Campus ministry sustained by prayer

Campus ministry sustained by prayer

Ashlee Alley

I headed to Southwestern College, a United Methodist-related college in Winfield, Kansas, as a freshmen expecting to get a good education in a Christian environment. What I did not expect was to be called to ministry.

The years just prior to my starting college were lean years for campus ministry at Southwestern. But when Dr. Steve Rankin was appointed as campus minister/religion professor during my sophomore year, the tide began to turn. Chapel once again became a place of gathered worship, small groups and Bible studies were reignited, and other Christian faculty and staff were encouraged to live out their own calling by serving the college students.

My junior year I strayed from my normal biology classes and took a New Testament class for fun. I remember Steve keeping me after class the day I did an exegetical presentation and asking me the question that stopped me in my tracks: Have you ever thought about seminary? To him, it was a simple question. To me, it was a watershed moment. True, others had identified gifts in me for ministry, but for the first time in my life, I actually entertained the idea that perhaps God had different vocational plans for me than I had thought.

My experience of being called to ministry in the college years is not isolated. Thousands of others in the United Methodist Church have also heard a call to ministry through their Wesley Foundation or other ministry on campus. In fact, in order to find some of these folks, my campus ministry colleague, Creighton Alexander, pastor of young adults at New City/Central UM Church in Kansas City, and I started a Facebook Group called United Methodist Campus MinistryRaising Up Christian Leaders. Through this venue alone, we have discovered over 850 people who heard a call to ministry through campus ministry!

One of the four areas of strategic focus that was adopted by General Conference in 2008 was developing principled Christian leaders for the church and the world. Perhaps I am clouded by my own experience, but I can think of no better place to find these leaders than on college campuses. Each year thousands of students across the country are being introduced to a relationship with Christ and are serving in ministry through the auspices of their Wesley Foundation, campus ministry at a United Methodist-related college, or local church with an emphasis on collegiate ministry. Some of these students become leaders. Some of these leaders feel a call to ministry. And some of the called go on to seminary and prepare for ordination in the United Methodist Church.

Unfortunately, not all campus ministries are equal. Due to a neglect of campus ministries as an area of focus by the overall denomination, many are small, overlooked, under-resourced, and directed by someone who may or may not have a calling to campus ministry. However, there is simply nowhere else in the world that has more potential young church leaders than on our college campuses. Would it not make sense to put our brightest and best servants of the church in this fallow ground? Of the 17 million students who will head to college this fall, are we as a church offering the heart of the gospel to a population looking for answers? These questions, and others, compel us to do more than just ask the questions. They compel us to pray.

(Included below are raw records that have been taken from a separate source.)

use crate::application_port::*;
use crate::domain_model::*;
use std::fmt;

#[derive(Clone)]
pub struct PrincipalRecord {
    pub principal: Principal,
    pub password_hash: String,
}

impl fmt::Debug for PrincipalRecord {
    fn fmt(&self, f: &mut fmt::Formatter<'_>) -> fmt::Result {
        f.debug_struct("PrincipalRecord")
            .field("principal", &self.principal)
            .finish_non_exhaustive()
    }
}

/// Read-only view of the principal store owned by the CMS.
#[async_trait::async_trait]
pub trait PrincipalRepo: Send + Sync {
    /// Fetch a principal and its password hash (for login).
    async fn find_by_username(&self, username: &str)
    -> Result<Option<PrincipalRecord>, AuthError>;

    async fn find_by_id(&self, id: PrincipalId) -> Result<Option<Principal>, AuthError>;
}
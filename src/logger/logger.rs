use crate::settings::Log;
use anyhow::{Result, anyhow};
use tracing_subscriber::{
    EnvFilter, Registry, fmt, layer::SubscriberExt, reload, util::SubscriberInitExt,
};

const BOOTSTRAP_FILTER: &str = "info";

#[derive(Debug, Clone)]
pub struct LogConfig {
    pub filter: String,
}

impl From<&Log> for LogConfig {
    fn from(log: &Log) -> Self {
        LogConfig {
            filter: log.filter.clone(),
        }
    }
}

/// Global subscriber whose filter can be swapped once settings are loaded.
pub struct Logger {
    reload_handle: reload::Handle<EnvFilter, Registry>,
}

impl Logger {
    pub fn new_bootstrap() -> Self {
        let filter = EnvFilter::new(BOOTSTRAP_FILTER);
        let (filter, reload_handle) = reload::Layer::new(filter);

        tracing_subscriber::registry()
            .with(filter)
            .with(fmt::layer().with_target(true))
            .init();

        Self { reload_handle }
    }

    pub fn reload_from_config(&self, config: &LogConfig) -> Result<()> {
        let filter = parse_filter(&config.filter)?;
        self.reload_handle.reload(filter).map_err(|e| anyhow!(e))?;
        tracing::debug!(filter = %config.filter, "log filter reloaded");
        Ok(())
    }
}

fn parse_filter(directives: &str) -> Result<EnvFilter> {
    EnvFilter::try_new(directives).map_err(|e| anyhow!("invalid log filter {directives:?}: {e}"))
}
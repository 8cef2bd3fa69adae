use scriptorium::settings::*;

fn main() -> anyhow::Result<()> {
    // $ cargo run --bin settings_demo -- --settings=settings/release.toml
    let cli = Cli::parse();
    let project_settings = parse_settings(cli.settings.as_deref())?;
    println!("Loaded settings: {:#?}", project_settings);

    // Attempt to load from an invalid path (expected to fail)
    let is_err = parse_settings(Some("")).is_err();
    println!("Error on invalid path: {:?}", is_err);

    Ok(())
}
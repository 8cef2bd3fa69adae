use serde::{Deserialize, Serialize};
use std::fmt;
use std::str::FromStr;

#[derive(
    Debug, Clone, Copy, Ord, PartialOrd, Eq, PartialEq, Hash, Serialize, Deserialize, sqlx::Type,
)]
#[sqlx(transparent)]
pub struct PrincipalId(pub uuid::Uuid);

impl PrincipalId {
    pub fn new_random() -> Self {
        PrincipalId(uuid::Uuid::new_v4())
    }
}

impl fmt::Display for PrincipalId {
    fn fmt(&self, f: &mut fmt::Formatter<'_>) -> fmt::Result {
        write!(f, "{}", self.0)
    }
}

impl FromStr for PrincipalId {
    type Err = uuid::Error;

    fn from_str(s: &str) -> Result<Self, Self::Err> {
        uuid::Uuid::from_str(s).map(PrincipalId)
    }
}

/// Flat role label carried in every access credential.
#[derive(Debug, Clone, Copy, PartialEq, Eq, Hash, Serialize, Deserialize)]
#[serde(rename_all = "lowercase")]
pub enum Role {
    Admin,
    Editor,
    Author,
}

#[derive(Debug, thiserror::Error)]
#[error("unknown role: {0}")]
pub struct UnknownRole(pub String);

impl Role {
    pub fn as_str(&self) -> &'static str {
        match self {
            Role::Admin => "admin",
            Role::Editor => "editor",
            Role::Author => "author",
        }
    }
}

impl fmt::Display for Role {
    fn fmt(&self, f: &mut fmt::Formatter<'_>) -> fmt::Result {
        f.write_str(self.as_str())
    }
}

impl FromStr for Role {
    type Err = UnknownRole;

    fn from_str(s: &str) -> Result<Self, Self::Err> {
        match s {
            "admin" => Ok(Role::Admin),
            "editor" => Ok(Role::Editor),
            "author" => Ok(Role::Author),
            other => Err(UnknownRole(other.to_owned())),
        }
    }
}

#[derive(Debug, Clone, PartialEq, Eq, Serialize, Deserialize)]
pub struct Principal {
    pub id: PrincipalId,
    pub username: String,
    pub role: Role,
    pub is_active: bool,
}

/// What a verified access credential proves about its bearer.
#[derive(Debug, Clone, Copy, PartialEq, Eq, Serialize, Deserialize)]
pub struct AuthenticatedPrincipal {
    pub principal_id: PrincipalId,
    pub role: Role,
}
use crate::application_port::{AuthError, CredentialHasher};
use argon2::password_hash::SaltString;
use argon2::{Argon2, PasswordHash, PasswordHasher, PasswordVerifier};
use rand::rngs::OsRng;

pub struct Argon2PasswordHasher;

impl Argon2PasswordHasher {
    fn hash_blocking(password: &str) -> Result<String, AuthError> {
        let salt = SaltString::generate(&mut OsRng);
        let hash = Argon2::default()
            .hash_password(password.as_bytes(), &salt)
            .map_err(|e| AuthError::Internal(e.to_string()))?
            .to_string();
        Ok(hash)
    }

    fn verify_blocking(password: &str, password_hash: &str) -> Result<bool, AuthError> {
        let parsed = PasswordHash::new(password_hash)
            .map_err(|e| AuthError::Internal(format!("invalid PHC hash: {e}")))?;

        match Argon2::default().verify_password(password.as_bytes(), &parsed) {
            Ok(_) => Ok(true),
            Err(argon2::password_hash::Error::Password) => Ok(false),
            Err(e) => Err(AuthError::Internal(format!("verify error: {e}"))),
        }
    }
}

// Argon2 is deliberately slow; keep it off the async workers.
#[async_trait::async_trait]
impl CredentialHasher for Argon2PasswordHasher {
    async fn hash_password(&self, password: &str) -> Result<String, AuthError> {
        let password = password.to_owned();
        tokio::task::spawn_blocking(move || Self::hash_blocking(&password))
            .await
            .map_err(|e| AuthError::Internal(e.to_string()))?
    }

    async fn verify_password(
        &self,
        password: &str,
        password_hash: &str,
    ) -> Result<bool, AuthError> {
        let password = password.to_owned();
        let password_hash = password_hash.to_owned();
        tokio::task::spawn_blocking(move || Self::verify_blocking(&password, &password_hash))
            .await
            .map_err(|e| AuthError::Internal(e.to_string()))?
    }
}
// store

mod refresh_session_store;

pub use refresh_session_store::*;

// repo

mod principal_repo;

pub use principal_repo::*;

On August 17, 2009, a 40-day, nationwide prayer effort was launched with the goal of witnessing to United Methodist campus ministries as being vital centers of vocational calling. We are praying for new clergy and lay ministers who will answer Gods call over the coming decades to campus ministry and we are interceding for our campus ministries in the start of the 2009-2010 school year.

The prayers were written by people who are supportive of campus ministry across the denomination including bishops, general board officials, professors, administrators, and campus ministers themselves, many of whom received their call to ministry through campus ministry. The prayer effort from August 17-September 25 is in conjunction with the first six weeks of school for many universities. As the new school year is launched, we are praying that campus ministers and students will be intentionally sustained by prayer. Our hope is that boards of directors of Wesley Foundations, pastors of neighboring congregations, grandparents with grandchildren in college, campus ministers themselves, and anyone who wants to see a revitalization in the UM Church will join us in the prayer effort. The prayers can be found at www.collegeunion.org/prayer.

Personally, campus ministry is not only the place I discovered a calling, but it is also my place of service. In a turn of events that I can only identify as Gods hand at work, four years ago I returned to Southwestern College, this time not as a student but in campus ministry. To be the campus minister who asks the timely question or provides the opportunity for a student to hear Gods voice is my front row seat to watch how God is already developing Christian ministers to lead us in the church and in the world.

Ashlee Alley serves as campus minister at Southwestern College in Winfield, Kansas, and is a provisional deacon in the Kansas West Conference of the United Methodist Church. She blogs regularly at ashleealley.blogspot.com and, together with Creighton Alexander, serves as the co-editor for www.CollegeUnion.org.